Biography

**A Generalized Online Convex Optimization Framework for Stochastic Nonparametric Learning**
In this paper, we propose a framework for optimizing the Fisher information (FIS) in a data-driven setting with a novel stochastic function estimation strategy. A key to performing this strategy is to take a local approximation (localization factor), which estimates the loss function of the data in terms of a stochastic Fisher information. We show the effectiveness of our framework using two simulated instances where the Fisher information is not available and the data is sampled from a distribution with no information about its distribution. In addition, we propose a simple alternative to our framework in which the information from the Bayesian distribution is available only for the training and regression instances, hence the training criterion is not specified. Finally, we provide a simple algorithm that allows us to evaluate the Fisher information of a data in terms of the stochastic Fisher information.

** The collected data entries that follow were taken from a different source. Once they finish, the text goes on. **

//! Convenience re-exports.

pub use crate::client::{BucketRef, ObjectRef, RemoveOutput, StorageClient};
pub use crate::engine::{FileStorage, StorageEngine};
pub use crate::error::{Error, Result};
pub use crate::file::{FileInfo, IncomingFile, StoredFile};
pub use crate::hooks::{HookName, HookResult, Hooks};
pub use crate::options::{EngineConfig, StorageOptions};
pub use crate::{Credentials, ServiceAccountKey};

**Adaptive Reinforcement Learning for Maintaining Reliable Knowledge in Reinforcement Learning**
Conventional reinforcement learning systems are learning based on an iterative strategy. In this case, the goal is to maximize a relative value of the expected reward. Here, the goal is to make each action have a similar, yet distinct reward value in terms of the reward of the action. Based on a previous state of state process, the goal is to estimate a joint probability distribution on the value of the reward of each action. An application of this state process approach in robotics is to improve the performance of robot control. We propose a novel method that learns to predict the reward value of actions with only a small number of predictions for the reward valued by the robot. This approach uses a set of conditional probability distributions to predict the reward value of the action. We show that the reward value of actions can be used to model the behavior of the robot using a novel representation of the reward concept called the joint probability distribution.

**Deep Learning for Predicting Future Performance**
One of the challenges in machine learning is to perform well when its performance depends on the underlying data. In this paper, we propose and study a new class of neural network models, a model without bias. We propose a novel Deep Learning Learning (DL) method to automatically learn a model without bias. Our method performs well on the standard MNIST dataset (5-digit error rate) using a weighted Euclidean distance and a non-gradient method (from the Euclidean distance), while outperforming the conventional DL method using the same dataset. We evaluate our DL method on a classification task using MNIST and a multi-label classification task using Deep Learning (DL) from the MNIST dataset using a supervised learning technique.